LightGBM - Plotting Functionality

Quiz

LightGBM offers various tools for creating plots that help you visualize the performance of your models, feature importance, and more. So in this chapter we are writing some common plotting functions you can use with LightGBM.

LightGBM Plotting Functions

So here is a list of plotting functions commonly used in LightGBM −

plot_importance()

The plot_importance() method uses a booster object and then plot the feature importance. This method uses a parameter called importance_type which is used to set to string split and it will plot the number of times feature is used for splitting and plotting gains of splits when it is set to string gain. The value of the parameter importance_type is split.

The function has one more parameter called max_num_features and it accepts an integer which shows how many features we need to include in the plot. Also we can limit the number of features with the help of this parameter.

Syntax

Here is the syntax we can use for the plot_importance() function −

lightgbm.plot_importance(
   ax=None, 
   booster, 
   height=0.2, 
   ylim=None, 
   xlim=None, 
   xlabel='Feature importance', 
   title='Feature importance', 
   importance_type='split', 
   ylabel='Features', 
   ignore_zero=True, 
   max_num_features=None, 
   grid=True, 
   figsize=None, 
   precision=3
)

Parameters

The parameters are needed to use the plot_importance() function are mentioned below −

booster − It is the trained LightGBM model.
importance_type − It is used to define how to calculate feature importance. It has two values split and gain. The default value is split.
max_num_features − Used to Limit the number of top features.
figsize − It is a tuple and used to show the size of the plot, for example (10, 6).
xlabel, ylabel − These are the labels for the x and y axes.
title − It defines the title for the plot.
ignore_zero − If it is set to True it basically ignores features with zero importance.
grid − If it is set to True so it displays the grid in the plot.

Example

Here is the example shown below to show you the usage of plot_importance() function −

import lightgbm as lgb
import matplotlib.pyplot as plt

# Assuming you have a trained model `gbm`
lgb.plot_importance(gbm, importance_type='gain', max_num_features=10, figsize=(10, 6))
plt.show()

Output

Here is the output of the above code −

plot_metric()

The plot_metric() function is used to plot the results of an evaluation metric. To use this function we have to give a booster object inside the method to plot an evaluation metric evaluated on the dataset.

Syntax

Below is the syntax we can use for the plot_metric() function −

lightgbm.plot_metric(
   eval_result, 
   metric=None, 
   dataset_names=None, 
   ax=None, 
   title='Metric during training', 
   xlabel='Iterations', 
   ylabel='Auto', 
   figsize=None, 
   grid=True
)

Parameters

Here are the parameters needed for the plot_metric() function −

eval_result − It is a dictionary which is returned by the train() method. It basically contains the evaluation results.
metric − It is the evaluation metric that you want to plot. It is none so all metrics are plotted.
dataset_names − It is the list of dataset names to use in the plot.
ax − It is the Matplotlib axes object to plot. If it is set to None so a new plot is created.
title − It is the title of the plot.
xlabel − It is the label for the X-axis.
ylabel − It is the label for the Y-axis.
figsize − It is the tuple for the figure size.
grid − It is used to show a grid. Its default value is True.

Example

Here is the Python complete code which uses the model and shows the usage of plot_metric() function −

import lightgbm as lgb
import matplotlib.pyplot as plt
from sklearn.datasets import make_blobs
from sklearn.model_selection import train_test_split

# Generate sample binary classification data
X, y = make_blobs(n_samples=10_000, centers=2)

# Split the data 
X_train, X_valid, y_train, y_valid = train_test_split(X, y, train_size=0.8)
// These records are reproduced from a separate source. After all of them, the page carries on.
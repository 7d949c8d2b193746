//! Danmaku controller
//!
//! Owns the options, the stage and the fire scheduler, and wires them to a
//! host player. The controller is shared with its event handlers as
//! `Arc<Mutex<Danmaku>>`; handlers only hold a `Weak`, so dropping the last
//! strong handle tears everything down and no handler can resurrect it.
//!
//! ## Event wiring
//! ```text
//! time-update --> sync_clock()      (always, while playing)
//!             `-> fire()            (only while enabled and playing)
//! pause/ended --> pause()           (only while enabled)
//! mounted     --> update_viewport() (always)
//! ```
//! Bullets keep moving and retiring while the scheduler is disabled; only the
//! queue scan stops.
//! Do not emit host events while holding the controller lock.

use std::sync::{Arc, Weak};

use parking_lot::Mutex;

use super::bullet::{Bullet, BulletId};
use super::comment::{BlockKind, CommentItem, CommentType};
use super::lanes::Rejection;
use super::options::{Area, DanmakuOptions, DanmakuOverrides};
use super::scheduler::{CommentSink, FireReport, FireScheduler, SchedulerStats};
use super::stage::Stage;
use crate::player::{EventHandler, PlayerEventKind, PlayerHost, Subscription};

/// Controller handle shared with host event handlers
pub type SharedDanmaku = Arc<Mutex<Danmaku>>;

pub struct Danmaku {
    player: Arc<dyn PlayerHost>,
    /// Options supplied at construction, reapplied by `reset_options`
    overrides: DanmakuOverrides,
    stage: Stage,
    scheduler: FireScheduler,
    enabled: bool,
    /// time-update/pause/ended listeners, present while enabled
    playback_hooks: Option<Subscription>,
    /// mounted and clock listeners, live as long as the controller
    lifecycle_hooks: Option<Subscription>,
    this: Weak<Mutex<Danmaku>>,
}

impl std::fmt::Debug for Danmaku {
    fn fmt(&self, f: &mut std::fmt::Formatter<'_>) -> std::fmt::Result {
        f.debug_struct("Danmaku")
            .field("enabled", &self.enabled)
            .field("paused", &self.stage.is_paused())
            .field("lane_count", &self.stage.lane_count())
            .field("alive", &self.stage.pool().alive_count())
            .field("cursor", &self.scheduler.cursor())
            .finish_non_exhaustive()
    }
}

impl Danmaku {
    /// Create a controller attached to `player`
    ///
    /// Lanes are laid out from the player's current viewport and recomputed on
    /// every `mounted` event. Unless `overrides.disable` is set the scheduler is
    /// enabled right away.
    pub fn new(player: Arc<dyn PlayerHost>, overrides: DanmakuOverrides) -> SharedDanmaku {
        let opts = DanmakuOptions::with_overrides(&overrides);
        let enabled = !opts.disable;
        let viewport = player.rect();

        let shared = Arc::new_cyclic(|this| {
            Mutex::new(Danmaku {
                player,
                overrides,
                stage: Stage::new(opts, viewport),
                scheduler: FireScheduler::new(),
                enabled: false,
                playback_hooks: None,
                lifecycle_hooks: None,
                this: this.clone(),
            })
        });

        {
            let mut danmaku = shared.lock();
            danmaku.update_opacity(None);
            danmaku.update_fontsize(None);
            let mut hooks = Subscription::new(&danmaku.player);
            hooks.listen(
                PlayerEventKind::Mounted,
                danmaku.handler(|d| d.update_viewport()),
            );
            hooks.listen(
                PlayerEventKind::TimeUpdate,
                danmaku.handler(|d| {
                    d.sync_clock();
                }),
            );
            danmaku.lifecycle_hooks = Some(hooks);
            if enabled {
                danmaku.enable();
            }
        }
        shared
    }

    /// Wrap a controller method as a host event handler
    fn handler(&self, action: impl Fn(&mut Danmaku) + Send + Sync + 'static) -> EventHandler {
        let this = self.this.clone();
        Arc::new(move |_| {
            if let Some(danmaku) = this.upgrade() {
                let mut guard = danmaku.lock();
                action(&mut *guard);
            }
        })
    }

    // ---- Scheduling ----

    /// Move alive bullets to the player's clock and retire finished ones
    ///
    /// Runs whether or not the scheduler is enabled. Returns the playback
    /// time, or `None` when the player is not playing.
    pub fn sync_clock(&mut self) -> Option<f64> {
        if !self.player.is_playing() {
            return None;
        }
        let now = self.player.current_time();
        let retired = self.stage.advance(now);
        if retired > 0 {
            tracing::trace!("Retired {} bullets at {:.2}s", retired, now);
        }
        if self.stage.is_paused() {
            self.resume();
        }
        Some(now)
    }

    /// One fire tick at the player's current time
    ///
    /// Returns `None` when disabled or when the player is not playing.
    pub fn fire(&mut self) -> Option<FireReport> {
        if !self.enabled {
            return None;
        }
        let now = self.sync_clock()?;
        let unlimited = self.stage.opts.unlimited;
        let report = self.scheduler.fire(now, unlimited, &mut self.stage);
        if report.accepted + report.rejected + report.missed > 0 {
            tracing::debug!(
                "Fire at {:.2}s: +{} accepted, {} rejected, {} missed, {} alive",
                now,
                report.accepted,
                report.rejected,
                report.missed,
                self.stage.pool().alive_count()
            );
        }
        Some(report)
    }

    /// Show a locally authored comment immediately
    ///
    /// The comment is forced and timed at the current playback position; it
    /// never goes through the queue.
    pub fn send(&mut self, item: CommentItem) -> Result<BulletId, Rejection> {
        let now = self.player.current_time();
        let item = CommentItem {
            time: now,
            is_me: true,
            force: true,
            ..item
        };
        self.stage.advance(now);
        let result = self.stage.insert(&item, now);
        if let Err(rejection) = &result {
            tracing::debug!("Sent comment rejected: {:?}", rejection);
        }
        result
    }

    pub fn append_items(&mut self, items: impl IntoIterator<Item = CommentItem>) {
        self.scheduler.append(items);
    }

    /// Replace the queue; alive bullets keep running
    pub fn reset_items(&mut self, items: Vec<CommentItem>) {
        self.scheduler.reset(items);
    }

    /// Host reports a bullet finished its animation
    pub fn finish_bullet(&mut self, id: BulletId) -> bool {
        self.stage.retire(id)
    }

    // ---- Motion ----

    pub fn pause(&mut self) {
        self.stage.pause_all();
    }

    pub fn resume(&mut self) {
        self.stage.run_all();
    }

    // ---- Filtering ----

    pub fn block_type(&mut self, kind: BlockKind) {
        if !self.stage.opts.blocked.insert(kind) {
            return;
        }
        tracing::debug!("Blocked {} comments", kind);
        self.stage.refresh_visibility();
    }

    pub fn allow_type(&mut self, kind: BlockKind) {
        if !self.stage.opts.blocked.remove(&kind) {
            return;
        }
        tracing::debug!("Allowed {} comments", kind);
        self.stage.refresh_visibility();
    }

    // ---- Options ----

    /// Set the overlay opacity, or reapply the current one
    pub fn update_opacity(&mut self, opacity: Option<f64>) {
        let opacity = opacity.unwrap_or(self.stage.opts.opacity);
        self.stage.opts.opacity = opacity.clamp(0.0, 1.0);
    }

    /// Set the font scale, or reapply the current one, and re-layout lanes
    pub fn update_fontsize(&mut self, scale: Option<f64>) {
        if let Some(scale) = scale {
            self.stage.opts.fontsize_scale = scale;
        }
        self.stage.update_layout();
        self.stage.update_motion();
    }

    /// Set the vertical coverage; values other than 0.25/0.5/0.75/1 are ignored
    pub fn update_area(&mut self, area: f64) {
        let Some(area) = Area::from_fraction(area) else {
            tracing::trace!("Ignoring unsupported danmaku area {}", area);
            return;
        };
        self.stage.opts.area = area;
        self.stage.update_layout();
    }

    pub fn update_unlimited(&mut self, unlimited: bool) {
        self.stage.opts.unlimited = unlimited;
    }

    pub fn update_bottom_up(&mut self, bottom_up: bool) {
        self.stage.opts.bottom_up = bottom_up;
    }

    /// Set the scroll speed; alive bullets recompute their motion
    pub fn update_speed(&mut self, speed: f64) {
        self.stage.opts.speed = speed;
        self.stage.update_motion();
    }

    /// Back to defaults plus construction overrides, with nothing blocked
    pub fn reset_options(&mut self) {
        self.stage.opts = DanmakuOptions::with_overrides(&self.overrides);
        self.stage.opts.blocked.clear();
        self.update_opacity(None);
        self.update_fontsize(None);
        self.stage.refresh_visibility();
    }

    /// Re-read the viewport from the player and re-layout lanes
    pub fn update_viewport(&mut self) {
        self.stage.set_viewport(self.player.rect());
    }

    // ---- Attachment ----

    /// Subscribe the scheduler and pause hooks to the player
    pub fn enable(&mut self) {
        self.enabled = true;
        if self.playback_hooks.as_ref().is_some_and(Subscription::is_active) {
            return;
        }
        let mut hooks = Subscription::new(&self.player);
        hooks.listen(PlayerEventKind::TimeUpdate, self.handler(|d| {
            d.fire();
        }));
        hooks.listen(PlayerEventKind::Pause, self.handler(Danmaku::pause));
        hooks.listen(PlayerEventKind::Ended, self.handler(Danmaku::pause));
        self.playback_hooks = Some(hooks);
        tracing::info!("Danmaku enabled");
    }

    /// Unsubscribe from the player; safe to call repeatedly
    pub fn disable(&mut self) {
        self.enabled = false;
        if let Some(mut hooks) = self.playback_hooks.take() {
            hooks.cancel();
            tracing::info!("Danmaku disabled");
        }
    }

    /// Detach from the player and return every alive bullet to the pool
    pub fn teardown(&mut self) {
        self.disable();
        if let Some(mut hooks) = self.lifecycle_hooks.take() {
            hooks.cancel();
        }
        let retired = self.stage.retire_all();
        tracing::debug!("Danmaku torn down, {} bullets pooled", retired);
    }

    // ---- Accessors ----

    pub fn options(&self) -> &DanmakuOptions {
        &self.stage.opts
    }

    pub fn is_enabled(&self) -> bool {
        self.enabled
    }

    pub fn is_paused(&self) -> bool {
        self.stage.is_paused()
    }

    pub fn lane_count(&self) -> usize {
        self.stage.lane_count()
    }

    pub fn lane_height(&self) -> f64 {
        self.stage.lane_height()
    }

    /// Rendered font size in pixels
    pub fn font_px(&self) -> f64 {
        self.stage.opts.font_px()
    }

    /// Pixel offset from the top of the viewport of a lane
    pub fn lane_offset(&self, kind: CommentType, lane: usize) -> f64 {
        self.stage.lane_offset(kind, lane)
    }

    pub fn lane_occupant(&self, kind: CommentType, lane: usize) -> Option<&Bullet> {
        self.stage
            .lanes()
            .family(kind)
            .occupant(lane)
            .and_then(|id| self.stage.pool().get(id))
    }

    pub fn bullet(&self, id: BulletId) -> Option<&Bullet> {
        self.stage.pool().get(id)
    }

    /// Alive bullets
    pub fn bullets(&self) -> impl Iterator<Item = &Bullet> + '_ {
        self.stage.pool().alive()
    }

    pub fn alive_count(&self) -> usize {
        self.stage.pool().alive_count()
    }

    /// Retired bullets waiting for reuse
    pub fn pooled_count(&self) -> usize {
        self.stage.pool().free_count()
    }

    pub fn pool_capacity(&self) -> usize {
        self.stage.pool().capacity()
    }

    pub fn cursor(&self) -> usize {
        self.scheduler.cursor()
    }

    pub fn queue_len(&self) -> usize {
        self.scheduler.queue_len()
    }

    pub fn stats(&self) -> SchedulerStats {
        self.scheduler.stats()
    }

    /// Pool and alive set disjoint, and every alive bullet alone in its lane
    pub fn is_consistent(&self) -> bool {
        let pool = self.stage.pool();
        if !pool.is_consistent() {
            return false;
        }
        pool.alive().all(|bullet| {
            self.stage.lanes().family(bullet.kind()).occupant(bullet.lane()) == Some(bullet.id())
        })
    }

    /// Whether `item` would be filtered out by the current block list
    pub fn would_discard(&self, item: &CommentItem) -> bool {
        self.stage.should_discard(item)
    }
}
# Prepare the dataset for LightGBM
dtrain = lgb.Dataset(X_train, label=y_train)
dvalid = lgb.Dataset(X_valid, label=y_valid)

# Dictionary to store results
evals_result = {}

# Train the model 
model = lgb.train(
   params={
      "objective": "binary",
      "metric": "auc",  
   },
   train_set=dtrain,
   valid_sets=[dvalid],
   valid_names=['valid'], 
   num_boost_round=10,
   callbacks=[
      lgb.early_stopping(stopping_rounds=3),
      lgb.record_evaluation(evals_result)  
   ]
)

# Plot the evaluation metric 
lgb.plot_metric(evals_result, metric='auc')
plt.show()

Output

Following is the outcome of the mentioned code −

plot_split_value_histogram()

The plot_split_value_histogram() function basically accepts an input booster object and feature name/index. After that it plots a split value histogram for the given feature.

Syntax

Here is the syntax you can use for plot_split_value_histogram() function −

lightgbm.plot_split_value_histogram(
   booster, 
   feature, 
   bins=100, 
   ax=None, 
   width_coef=0.8, 
   xlim=None, 
   ylim=None, 
   title=None, 
   xlabel=None, 
   ylabel=None, 
   figsize=None, 
   dpi=None, 
   grid=False, 
)

Parameters

Here are the required and optional parameters of the plot_split_value_histogram() function:

booster − It is the trained LightGBM model also known as booster object.
feature − It is the name of the feature that you want to plot.
bins − It is the number of bins you can use for the histogram.
ax − It is the Matplotlib axes object which is optional. If it is given the plot will be drawn on this axes.
width_coef − It is coefficient for managing the width of the bars in the histogram.
xlim − It is the tuple for x-axis limit.
ylim − It is the tuple for y-axis limits.
title − It is the title of the plot.
xlabel − It is the label for the x-axis.
ylabel − It is the label for the y-axis.
figsize − It is the tuple for the size of the figure.
dpi − It is the dots per inch for the plot.
grid − This parameter uses the Boolean value to show a grid in the plot.

Example

Here is the way you can include the plot_split_value_histogram() function and see the result −

# Complete code is similar to the above mentioned example for plot_metric()
# Plot the split value histogram 
lgb.plot_split_value_histogram(model, feature=feature_to_plot)
plt.show()

Output

This will create the below outcome:

LightGBM plot_split_value_histogram() Function

plot_tree()

The plot_tree() function allows you to plot the single tree of the ensemble. For this we have to mention a booster object with the index of the tree for which we have to plot to it.

Syntax

Here is the syntax you can use for plot_split_value_histogram() function −

lightgbm.plot_tree(
   booster, 
   tree_index=0, 
   figsize=(10, 10),
   dpi=None, 
   show_info=True, 
   precision=3,
   orientation='horizontal',
   example_case=None,
)

Parameters

Here are the required and optional parameters of the plot_split_value_histogram() function:

booster − It is the booster or LGBMModel object which is to be plotted.
tree_index − It is the target axes object. If it is None then new figure and axes is created.
figsize − It is the index of a target tree to plot.
dpi − It is the resolution of the figure.
show_info − It is used to display additional information about each node in the tree.
precision − It is used to restrict the display of floating point values to a certain precision.
orientation − It is the orientation of the tree. Its value can be horizontal or vertical.
example_case − It is the single row which has the same structure as the training data.

create_tree_digraph()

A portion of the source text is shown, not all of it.